The exclusive living and eating habits of this remote valley where its inhabitants live to be 100 years old

The exclusive living and eating habits of this remote valley where its inhabitants live to be 100 years old

In a remote valley in Pakistan, between myth and reality, The Hunza people have been noted for years as one of the oldest in the world. Before interest in aging as something treatable and the study of supercentenarians as a source of eternal youth skyrocketed, the inhabitants of this remote area were studied for reaching over 120 years of age without illnesses.

It was later learned that its inhabitants were younger than previously thought. Spaces were even found where on average the populations live longer, the so-called blue zones. But still the particularities in which they live isolated The Hunza seem to have favored a long and happy life.

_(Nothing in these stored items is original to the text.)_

//! # mediavault-entity
//!
//! Domain entity models for MediaVault. Every struct in this crate
//! represents a database table row or a domain value object. Row entities
//! derive `sqlx::FromRow` in addition to the serde traits.

pub mod file;
pub mod folder;
//! Embedded schema migrations.

use tracing::info;

use mediavault_core::error::{AppError, ErrorKind};
use mediavault_core::result::AppResult;

use crate::connection::DatabasePool;

/// Apply every pending migration from the workspace `migrations/` directory.
pub async fn run_migrations(db: &DatabasePool) -> AppResult<()> {
    info!("Running database migrations");

    sqlx::migrate!("../../migrations")
        .run(db.pool())
        .await
        .map_err(|e| {
            AppError::with_source(
                ErrorKind::Database,
                format!("Failed to run migrations: {e}"),
                e,
            )
        })?;

    info!("Database migrations applied");
    Ok(())
}
//! File entity model.

use chrono::{DateTime, Utc};
use serde::{Deserialize, Serialize};
use sqlx::FromRow;

/// Reference to the content entry a file was uploaded for.
#[derive(Debug, Clone, PartialEq, Eq, Serialize, Deserialize)]
#[serde(rename_all = "camelCase")]
pub struct EntityRef {
    /// Identifier of the referencing entry.
    pub ref_id: String,
    /// Type of the referencing entry.
    pub ref_type: String,
    /// Field on the entry that holds the file.
    pub field: String,
}

/// An uploaded file's metadata record.
#[derive(Debug, Clone, PartialEq, Eq, Serialize, Deserialize, FromRow)]
#[serde(rename_all = "camelCase")]
pub struct File {
    /// Unique file identifier.
    pub id: i64,
    /// The file name (including extension).
    pub name: String,
    /// Reference to the blob in the storage backend.
    pub storage_ref: String,
    /// MIME type of the file.
    pub mime_type: Option<String>,
    /// File size in bytes.
    pub size_bytes: i64,
    /// The folder containing this file, null once that folder is deleted.
    pub folder_id: Option<i64>,
    /// Path of the containing folder at association time.
    pub folder_path: String,
    /// Referencing entry id, for uploads attached to an entry.
    pub related_id: Option<String>,
    /// Referencing entry type.
    pub related_type: Option<String>,
    /// Referencing entry field.
    pub related_field: Option<String>,
    /// When the file was created.
    pub created_at: DateTime<Utc>,
    /// When the file was last updated.
    pub updated_at: DateTime<Utc>,
}

impl File {
    /// The entry this file was attached to, if any.
    pub fn related(&self) -> Option<EntityRef> {
        match (&self.related_id, &self.related_type, &self.related_field) {
            (Some(ref_id), Some(ref_type), Some(field)) => Some(EntityRef {
                ref_id: ref_id.clone(),
                ref_type: ref_type.clone(),
                field: field.clone(),
            }),
            _ => None,
        }
    }
}

/// Data required to create a new file record.
#[derive(Debug, Clone, Serialize, Deserialize)]
pub struct CreateFile {
    /// The file name.
    pub name: String,
    /// Reference returned by the blob store.
    pub storage_ref: String,
    /// MIME type.
    pub mime_type: Option<String>,
    /// File size in bytes.
    pub size_bytes: i64,
    /// The folder to place the file in.
    pub folder_id: i64,
    /// Path of that folder.
    pub folder_path: String,
    /// The entry the file is attached to.
    pub related: Option<EntityRef>,
}

#[cfg(test)]
mod tests {
    use super::*;

    fn file(name: &str) -> File {
        File {
            id: 1,
            name: name.to_string(),
            storage_ref: "ab/abcd.png".to_string(),
            mime_type: None,
            size_bytes: 3,
            folder_id: Some(1),
            folder_path: "/x".to_string(),
            related_id: None,
            related_type: None,
            related_field: None,
            created_at: Utc::now(),
            updated_at: Utc::now(),
        }
    }

    #[test]
    fn test_related_requires_all_parts() {
        let mut f = file("a.txt");
        assert!(f.related().is_none());
        f.related_id = Some("1".to_string());
        f.related_type = Some("api::dog.dog".to_string());
        assert!(f.related().is_none());
        f.related_field = Some("pic".to_string());
        assert_eq!(f.related().unwrap().field, "pic");
    }
}
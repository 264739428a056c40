//! File services.

pub mod service;
pub mod upload;

pub use service::{FileDetails, FileService};
pub use upload::{UploadBlob, UploadService, UploadTarget};
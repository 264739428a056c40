//! Folder management: explicit create, rename/move, listing, and bulk delete.

use std::sync::Arc;

use tracing::info;

use mediavault_core::error::AppError;
use mediavault_core::result::AppResult;
use mediavault_database::repositories::FolderRepository;
use mediavault_entity::folder::{CreateFolder, Folder, ParentScope, UpdateFolder};

/// Longest accepted folder name, in characters.
const MAX_NAME_LEN: usize = 255;

/// Manages folders on behalf of users.
///
/// Explicit creation does not disambiguate names: asking for a name that a
/// sibling already holds is a conflict for the caller to resolve.
#[derive(Debug, Clone)]
pub struct FolderService {
    folder_repo: Arc<dyn FolderRepository>,
}

impl FolderService {
    /// Creates a new folder service.
    pub fn new(folder_repo: Arc<dyn FolderRepository>) -> Self {
        Self { folder_repo }
    }

    /// Gets a folder by ID.
    pub async fn get_folder(&self, folder_id: i64) -> AppResult<Folder> {
        self.folder_repo
            .find_by_id(folder_id)
            .await?
            .ok_or_else(|| AppError::not_found(format!("Folder {folder_id} not found")))
    }

    /// Lists every folder, or the folders of one sibling scope.
    pub async fn list_folders(&self, scope: Option<ParentScope>) -> AppResult<Vec<Folder>> {
        self.folder_repo.list(scope).await
    }

    /// Creates a folder with exactly the given name.
    pub async fn create_folder(&self, name: &str, parent_id: Option<i64>) -> AppResult<Folder> {
        let name = validate_name(name)?;
        let folder = self
            .folder_repo
            .create(&CreateFolder::new(name, parent_id))
            .await?;

        info!(
            folder_id = folder.id,
            parent_id = ?folder.parent_id,
            name = %folder.name,
            "Folder created by request"
        );
        Ok(folder)
    }

    /// Renames and/or moves a folder.
    pub async fn update_folder(&self, folder_id: i64, update: UpdateFolder) -> AppResult<Folder> {
        let update = UpdateFolder {
            name: update.name.as_deref().map(validate_name).transpose()?,
            parent_id: update.parent_id,
        };
        self.folder_repo.update(folder_id, &update).await
    }

    /// Deletes folders together with their subfolders.
    ///
    /// Files inside lose their folder association but are kept.
    pub async fn bulk_delete(&self, folder_ids: &[i64]) -> AppResult<u64> {
        let deleted = self.folder_repo.bulk_delete(folder_ids).await?;
        info!(
            folder_ids = ?folder_ids,
            deleted = deleted,
            "Bulk folder delete completed"
        );
        Ok(deleted)
    }
}

fn validate_name(name: &str) -> AppResult<String> {
    let name = name.trim();
    if name.is_empty() {
        return Err(AppError::validation("Folder name must not be empty"));
    }
    if name.chars().count() > MAX_NAME_LEN {
        return Err(AppError::validation(format!(
            "Folder name must be at most {MAX_NAME_LEN} characters"
        )));
    }
    if name.contains('/') {
        return Err(AppError::validation("Folder name must not contain '/'"));
    }
    Ok(name.to_string())
}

Samantha Shea, a travel writer lives and works remotely in the Hunza Valley. Married to one of its inhabitants, she describes in CNBC some of the exclusive habits of this long-lived population.

Apricot seeds and oil

Apricot trees are one of the most important local crops in the valley, which its inhabitants use to prepare all their traditional dishes, including meat.

Some studies suggest that its oil and seeds are a good source of compounds with active antioxidant, anticancer, antimicrobial and anti-inflammatory. “Dried versions of the fruit also help with altitude sickness and are boiled into soup when winter comes,” the author writes.

They never stop moving

The environment of Hunza town is mountainous and extremely rugged. The towns built on cliffs are incredibly isolated so like in other blue regions the usual way to get around is walking.

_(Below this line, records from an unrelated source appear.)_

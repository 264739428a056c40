//! Repository traits and their PostgreSQL implementations.

pub mod file;
pub mod folder;

pub use file::{FileRepository, PgFileRepository};
pub use folder::{FolderRepository, PgFolderRepository};
//! Materialized folder paths.
//!
//! A folder's path is the chain of its ancestors' uids followed by its own,
//! each prefixed with `/`. Paths are built from uids rather than names so a
//! rename never invalidates them.

use uuid::Uuid;

use super::model::Folder;

/// Compute the path of a folder with the given uid under `parent`.
pub fn compute_path(parent: Option<&Folder>, uid: Uuid) -> String {
    match parent {
        Some(parent) => format!("{}/{uid}", parent.path),
        None => format!("/{uid}"),
    }
}

/// Check whether `path` equals `ancestor` or lies below it.
pub fn is_within(path: &str, ancestor: &str) -> bool {
    match path.strip_prefix(ancestor) {
        Some(rest) => rest.is_empty() || rest.starts_with('/'),
        None => false,
    }
}

/// Replace the `old_prefix` part of `path` with `new_prefix`.
///
/// Paths outside `old_prefix` are returned unchanged.
pub fn rebase_path(path: &str, old_prefix: &str, new_prefix: &str) -> String {
    if is_within(path, old_prefix) {
        format!("{new_prefix}{}", &path[old_prefix.len()..])
    } else {
        path.to_string()
    }
}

Exercise provides a remarkable variety of health benefits, from strengthening your body to improving your mood and helping to prevent chronic diseases. From a certain age it is essential for prevent deterioration of muscles, bones and mobility.

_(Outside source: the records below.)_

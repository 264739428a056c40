//! Upload and default-folder provisioning configuration.

use serde::{Deserialize, Serialize};

use crate::error::AppError;

/// Longest accepted default folder name, in characters.
const MAX_FOLDER_NAME_LEN: usize = 255;

/// How the provisioner finds the current default upload folder.
#[derive(Debug, Clone, Copy, PartialEq, Eq, Default, Serialize, Deserialize)]
#[serde(rename_all = "snake_case")]
pub enum DefaultFolderLookup {
    /// Use the folder carrying the `default_upload` role. A folder created by
    /// hand with the default name is never adopted.
    #[default]
    Designated,
    /// Use any root folder whose name equals the default folder name.
    ByName,
}

/// Upload settings.
#[derive(Debug, Clone, Serialize, Deserialize)]
pub struct UploadConfig {
    /// Name given to the automatically provisioned root folder.
    #[serde(default = "default_folder_name")]
    pub default_folder_name: String,
    /// Lookup strategy for the default folder.
    #[serde(default)]
    pub default_folder_lookup: DefaultFolderLookup,
    /// How many times provisioning restarts after losing a creation race.
    #[serde(default = "default_provision_retries")]
    pub provision_retries: u32,
    /// Maximum upload size in bytes (default 200 MB).
    #[serde(default = "default_max_upload")]
    pub max_upload_size_bytes: u64,
}

impl Default for UploadConfig {
    fn default() -> Self {
        Self {
            default_folder_name: default_folder_name(),
            default_folder_lookup: DefaultFolderLookup::default(),
            provision_retries: default_provision_retries(),
            max_upload_size_bytes: default_max_upload(),
        }
    }
}

impl UploadConfig {
    /// Reject settings the provisioner could never act on.
    ///
    /// The default folder name follows the rules for user-created folder
    /// names, and must already be trimmed.
    pub fn validate(&self) -> Result<(), AppError> {
        let name = self.default_folder_name.as_str();
        if name.trim().is_empty() {
            return Err(AppError::configuration(
                "upload.default_folder_name must not be empty",
            ));
        }
        if name.trim() != name {
            return Err(AppError::configuration(
                "upload.default_folder_name must not start or end with whitespace",
            ));
        }
        if name.chars().count() > MAX_FOLDER_NAME_LEN {
            return Err(AppError::configuration(format!(
                "upload.default_folder_name must be at most {MAX_FOLDER_NAME_LEN} characters"
            )));
        }
        if name.contains('/') {
            return Err(AppError::configuration(
                "upload.default_folder_name must not contain '/'",
            ));
        }
        Ok(())
    }
}

fn default_folder_name() -> String {
    "Uploads".to_string()
}

fn default_provision_retries() -> u32 {
    3
}

fn default_max_upload() -> u64 {
    209_715_200 // 200 MB
}

#[cfg(test)]
mod tests {
    use crate::error::ErrorKind;

    use super::*;

    fn named(name: &str) -> UploadConfig {
        UploadConfig {
            default_folder_name: name.to_string(),
            ..UploadConfig::default()
        }
    }

    #[test]
    fn test_default_name_is_valid() {
        assert!(UploadConfig::default().validate().is_ok());
        assert!(named("Incoming media").validate().is_ok());
    }

    #[test]
    fn test_bad_default_names_are_rejected() {
        let long = "x".repeat(MAX_FOLDER_NAME_LEN + 1);
        for bad in ["", "   ", " Uploads", "a/b", long.as_str()] {
            let err = named(bad).validate().unwrap_err();
            assert_eq!(err.kind, ErrorKind::Configuration, "{bad:?}");
        }
    }
}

“It is very common to see 80-year-olds outside, even in winter. Older family members still graze their cows and sheep, collect firewood, and do other household chores,” profiles the author.

Regardless of age they ride bike, skate and play sports like football and cricket every day, he adds.

They drink glacier water

Immersing yourself in cold water first thing in the morning has become an extreme but common habit among Silicon Valley elites for its benefits in awakening the mind and improving productivity.

Hunza is surrounded by glaciers, all of which melt during the summer. The inhabitants do not take the opportunity to immerse themselves in frozen waters, but Hunza water has sparked interest in its possible health benefits.

“Unlike other water sources, this glacial water is naturally filtered through layers of ice and rock and contains precious minerals.” This could give a antioxidant power.

They don’t eat processed

The meat eaten in Hunza comes from a local animal. The isolated geography means that there are no fast food restaurants or many supermarkets where you can get ultra-processed foods. Which keeps the population away from its possible harmful effects on health.

“In general, meals are prepared fresh at home every day and almost all homes grow some type of vegetable.” Among the most common, spinach, tomatoes and potatoes.

They give value to the community

“There are no nursing homes. The elderly are very respected and cared for by their families,” explains Shea.

Social relationships not only protect against dementia. Research indicates how these links can improve overall health and extend life.